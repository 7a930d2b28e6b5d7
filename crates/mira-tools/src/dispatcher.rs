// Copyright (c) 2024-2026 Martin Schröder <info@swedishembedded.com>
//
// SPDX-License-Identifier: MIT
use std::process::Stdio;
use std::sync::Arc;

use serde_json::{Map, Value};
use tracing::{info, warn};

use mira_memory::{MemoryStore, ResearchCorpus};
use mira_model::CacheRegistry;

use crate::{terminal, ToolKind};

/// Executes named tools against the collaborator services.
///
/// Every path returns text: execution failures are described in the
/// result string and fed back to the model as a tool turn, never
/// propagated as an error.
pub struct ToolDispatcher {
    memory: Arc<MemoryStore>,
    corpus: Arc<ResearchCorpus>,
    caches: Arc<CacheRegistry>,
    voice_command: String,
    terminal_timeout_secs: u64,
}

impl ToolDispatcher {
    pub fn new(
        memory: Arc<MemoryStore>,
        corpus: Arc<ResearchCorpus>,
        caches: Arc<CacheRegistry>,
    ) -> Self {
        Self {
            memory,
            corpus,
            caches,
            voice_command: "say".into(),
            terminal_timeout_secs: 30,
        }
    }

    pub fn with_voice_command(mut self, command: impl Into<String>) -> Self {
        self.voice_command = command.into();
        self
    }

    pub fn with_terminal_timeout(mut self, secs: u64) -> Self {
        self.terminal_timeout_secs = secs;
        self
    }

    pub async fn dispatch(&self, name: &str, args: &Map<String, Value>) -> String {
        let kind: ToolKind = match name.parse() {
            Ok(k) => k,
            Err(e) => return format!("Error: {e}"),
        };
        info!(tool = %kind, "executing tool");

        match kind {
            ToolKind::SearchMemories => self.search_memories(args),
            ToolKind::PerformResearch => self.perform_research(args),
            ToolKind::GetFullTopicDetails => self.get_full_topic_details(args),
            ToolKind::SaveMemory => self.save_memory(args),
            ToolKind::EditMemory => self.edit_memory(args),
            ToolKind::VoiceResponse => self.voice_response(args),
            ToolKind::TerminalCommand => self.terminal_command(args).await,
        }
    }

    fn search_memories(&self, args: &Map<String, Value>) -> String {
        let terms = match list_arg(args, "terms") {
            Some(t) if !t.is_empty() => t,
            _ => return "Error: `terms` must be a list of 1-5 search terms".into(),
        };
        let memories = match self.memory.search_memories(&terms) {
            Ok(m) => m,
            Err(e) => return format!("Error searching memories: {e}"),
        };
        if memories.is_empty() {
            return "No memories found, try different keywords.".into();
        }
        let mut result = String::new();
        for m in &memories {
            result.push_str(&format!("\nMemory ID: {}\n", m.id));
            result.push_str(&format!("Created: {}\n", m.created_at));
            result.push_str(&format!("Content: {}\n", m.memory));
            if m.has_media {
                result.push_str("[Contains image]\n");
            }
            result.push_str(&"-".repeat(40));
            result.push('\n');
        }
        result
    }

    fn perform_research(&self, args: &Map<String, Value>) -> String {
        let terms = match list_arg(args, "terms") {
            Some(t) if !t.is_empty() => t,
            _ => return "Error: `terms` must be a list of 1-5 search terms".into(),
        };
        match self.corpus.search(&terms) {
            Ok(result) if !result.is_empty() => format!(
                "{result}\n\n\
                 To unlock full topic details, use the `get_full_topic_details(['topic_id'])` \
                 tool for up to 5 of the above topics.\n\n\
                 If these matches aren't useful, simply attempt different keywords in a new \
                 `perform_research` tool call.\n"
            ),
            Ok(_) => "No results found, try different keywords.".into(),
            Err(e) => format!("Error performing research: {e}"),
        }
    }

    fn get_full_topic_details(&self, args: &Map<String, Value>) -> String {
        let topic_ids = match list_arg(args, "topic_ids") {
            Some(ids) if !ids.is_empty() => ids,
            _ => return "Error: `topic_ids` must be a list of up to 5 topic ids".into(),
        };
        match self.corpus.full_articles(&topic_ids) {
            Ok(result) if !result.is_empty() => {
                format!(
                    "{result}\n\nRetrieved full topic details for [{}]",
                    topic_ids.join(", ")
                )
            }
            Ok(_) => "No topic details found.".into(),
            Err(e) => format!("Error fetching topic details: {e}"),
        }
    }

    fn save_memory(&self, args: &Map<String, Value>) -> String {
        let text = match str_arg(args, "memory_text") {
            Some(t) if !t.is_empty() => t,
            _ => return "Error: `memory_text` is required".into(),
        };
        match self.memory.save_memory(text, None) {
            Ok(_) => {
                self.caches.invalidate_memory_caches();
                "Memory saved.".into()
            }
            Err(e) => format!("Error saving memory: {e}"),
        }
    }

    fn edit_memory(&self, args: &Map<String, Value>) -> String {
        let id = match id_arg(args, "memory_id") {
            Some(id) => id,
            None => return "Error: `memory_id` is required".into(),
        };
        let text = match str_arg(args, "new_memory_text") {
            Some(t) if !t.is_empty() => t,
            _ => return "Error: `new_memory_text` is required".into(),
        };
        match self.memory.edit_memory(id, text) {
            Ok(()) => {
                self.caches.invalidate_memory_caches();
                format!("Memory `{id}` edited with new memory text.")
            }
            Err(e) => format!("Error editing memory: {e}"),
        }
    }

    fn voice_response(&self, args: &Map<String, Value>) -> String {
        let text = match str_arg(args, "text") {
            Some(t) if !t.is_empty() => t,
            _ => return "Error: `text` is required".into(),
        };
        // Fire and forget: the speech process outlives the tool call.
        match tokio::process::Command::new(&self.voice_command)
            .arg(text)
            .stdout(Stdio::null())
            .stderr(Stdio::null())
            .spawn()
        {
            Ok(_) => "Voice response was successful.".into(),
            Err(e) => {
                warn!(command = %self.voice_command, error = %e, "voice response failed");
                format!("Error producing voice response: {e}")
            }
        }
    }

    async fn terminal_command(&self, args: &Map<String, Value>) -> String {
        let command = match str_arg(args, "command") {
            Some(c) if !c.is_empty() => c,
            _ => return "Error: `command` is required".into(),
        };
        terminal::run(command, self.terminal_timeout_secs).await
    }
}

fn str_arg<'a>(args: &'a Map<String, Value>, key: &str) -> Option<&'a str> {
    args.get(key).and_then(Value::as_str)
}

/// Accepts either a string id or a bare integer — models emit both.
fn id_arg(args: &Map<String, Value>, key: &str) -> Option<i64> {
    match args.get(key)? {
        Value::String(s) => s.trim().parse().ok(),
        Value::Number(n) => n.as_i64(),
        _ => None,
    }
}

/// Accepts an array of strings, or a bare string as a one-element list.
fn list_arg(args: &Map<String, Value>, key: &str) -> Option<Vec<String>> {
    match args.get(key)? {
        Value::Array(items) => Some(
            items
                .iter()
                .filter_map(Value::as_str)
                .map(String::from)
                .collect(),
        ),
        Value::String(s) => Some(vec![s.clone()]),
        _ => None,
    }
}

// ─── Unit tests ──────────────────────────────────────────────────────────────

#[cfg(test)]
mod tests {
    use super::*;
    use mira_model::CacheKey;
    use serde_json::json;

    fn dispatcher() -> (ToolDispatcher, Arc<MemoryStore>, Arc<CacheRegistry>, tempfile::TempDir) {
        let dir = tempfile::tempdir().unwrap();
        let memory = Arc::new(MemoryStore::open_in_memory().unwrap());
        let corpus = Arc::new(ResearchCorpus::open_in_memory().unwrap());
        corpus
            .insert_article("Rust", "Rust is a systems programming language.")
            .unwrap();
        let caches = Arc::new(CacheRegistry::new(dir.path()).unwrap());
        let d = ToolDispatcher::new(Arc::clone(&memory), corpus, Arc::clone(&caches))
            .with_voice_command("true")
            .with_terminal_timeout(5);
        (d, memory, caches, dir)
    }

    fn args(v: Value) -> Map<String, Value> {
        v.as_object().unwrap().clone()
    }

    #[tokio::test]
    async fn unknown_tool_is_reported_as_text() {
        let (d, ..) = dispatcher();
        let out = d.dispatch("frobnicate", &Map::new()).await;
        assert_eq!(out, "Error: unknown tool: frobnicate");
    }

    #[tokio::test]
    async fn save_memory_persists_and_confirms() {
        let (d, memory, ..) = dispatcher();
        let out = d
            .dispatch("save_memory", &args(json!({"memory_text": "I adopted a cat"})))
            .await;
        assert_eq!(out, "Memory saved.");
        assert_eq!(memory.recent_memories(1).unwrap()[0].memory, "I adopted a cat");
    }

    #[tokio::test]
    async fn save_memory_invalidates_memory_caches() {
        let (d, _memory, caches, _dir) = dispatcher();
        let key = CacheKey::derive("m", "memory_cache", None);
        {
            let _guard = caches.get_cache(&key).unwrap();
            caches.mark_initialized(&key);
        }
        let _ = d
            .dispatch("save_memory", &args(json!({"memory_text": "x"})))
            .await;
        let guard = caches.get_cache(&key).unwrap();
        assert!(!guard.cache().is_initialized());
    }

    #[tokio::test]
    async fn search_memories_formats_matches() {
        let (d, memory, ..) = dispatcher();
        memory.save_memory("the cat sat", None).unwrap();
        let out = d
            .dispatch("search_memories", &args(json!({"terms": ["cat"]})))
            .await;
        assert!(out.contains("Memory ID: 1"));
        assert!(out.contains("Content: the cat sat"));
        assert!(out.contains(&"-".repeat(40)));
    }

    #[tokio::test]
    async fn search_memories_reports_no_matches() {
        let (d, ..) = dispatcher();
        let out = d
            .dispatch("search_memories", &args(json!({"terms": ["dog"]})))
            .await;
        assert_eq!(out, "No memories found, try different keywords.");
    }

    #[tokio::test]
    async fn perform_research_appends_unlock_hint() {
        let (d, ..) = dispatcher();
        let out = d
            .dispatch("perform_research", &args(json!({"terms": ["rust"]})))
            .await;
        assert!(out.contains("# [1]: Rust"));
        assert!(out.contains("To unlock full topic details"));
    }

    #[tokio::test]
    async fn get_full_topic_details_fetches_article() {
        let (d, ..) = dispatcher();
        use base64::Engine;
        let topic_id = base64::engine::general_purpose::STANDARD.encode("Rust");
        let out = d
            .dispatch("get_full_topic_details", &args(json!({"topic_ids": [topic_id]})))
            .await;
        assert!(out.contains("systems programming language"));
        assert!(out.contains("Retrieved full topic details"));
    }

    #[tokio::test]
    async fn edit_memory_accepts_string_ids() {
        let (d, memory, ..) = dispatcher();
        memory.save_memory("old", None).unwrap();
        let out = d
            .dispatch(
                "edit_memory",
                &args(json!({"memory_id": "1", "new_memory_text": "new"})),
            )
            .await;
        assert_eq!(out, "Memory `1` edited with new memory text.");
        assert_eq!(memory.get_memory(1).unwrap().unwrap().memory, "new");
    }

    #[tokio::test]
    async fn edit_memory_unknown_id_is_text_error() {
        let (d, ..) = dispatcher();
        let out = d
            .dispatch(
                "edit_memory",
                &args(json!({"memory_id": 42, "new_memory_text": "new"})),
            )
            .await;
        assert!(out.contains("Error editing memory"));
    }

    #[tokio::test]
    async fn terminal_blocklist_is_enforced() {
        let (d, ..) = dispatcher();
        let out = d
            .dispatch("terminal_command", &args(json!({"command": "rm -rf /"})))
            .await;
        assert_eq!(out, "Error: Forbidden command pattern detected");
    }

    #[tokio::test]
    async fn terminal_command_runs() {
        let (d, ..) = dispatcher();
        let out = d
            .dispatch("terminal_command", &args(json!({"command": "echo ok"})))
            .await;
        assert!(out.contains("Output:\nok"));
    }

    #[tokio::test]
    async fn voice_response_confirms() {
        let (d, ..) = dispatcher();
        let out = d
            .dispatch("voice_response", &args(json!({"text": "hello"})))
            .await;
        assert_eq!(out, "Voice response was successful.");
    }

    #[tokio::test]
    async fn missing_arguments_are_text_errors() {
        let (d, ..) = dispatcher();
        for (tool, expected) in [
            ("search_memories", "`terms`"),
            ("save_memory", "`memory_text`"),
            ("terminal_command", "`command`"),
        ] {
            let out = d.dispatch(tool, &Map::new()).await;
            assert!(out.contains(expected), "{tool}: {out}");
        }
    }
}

-------------------------

▶ [Task statement]:
Every line in the listing that holds the string "info" should be copied out.

▶ [Exercise output]:
// Copyright (c) 2024-2026 Martin Schröder <info@swedishembedded.com>
use tracing::{info, warn};
        info!(tool = %kind, "executing tool");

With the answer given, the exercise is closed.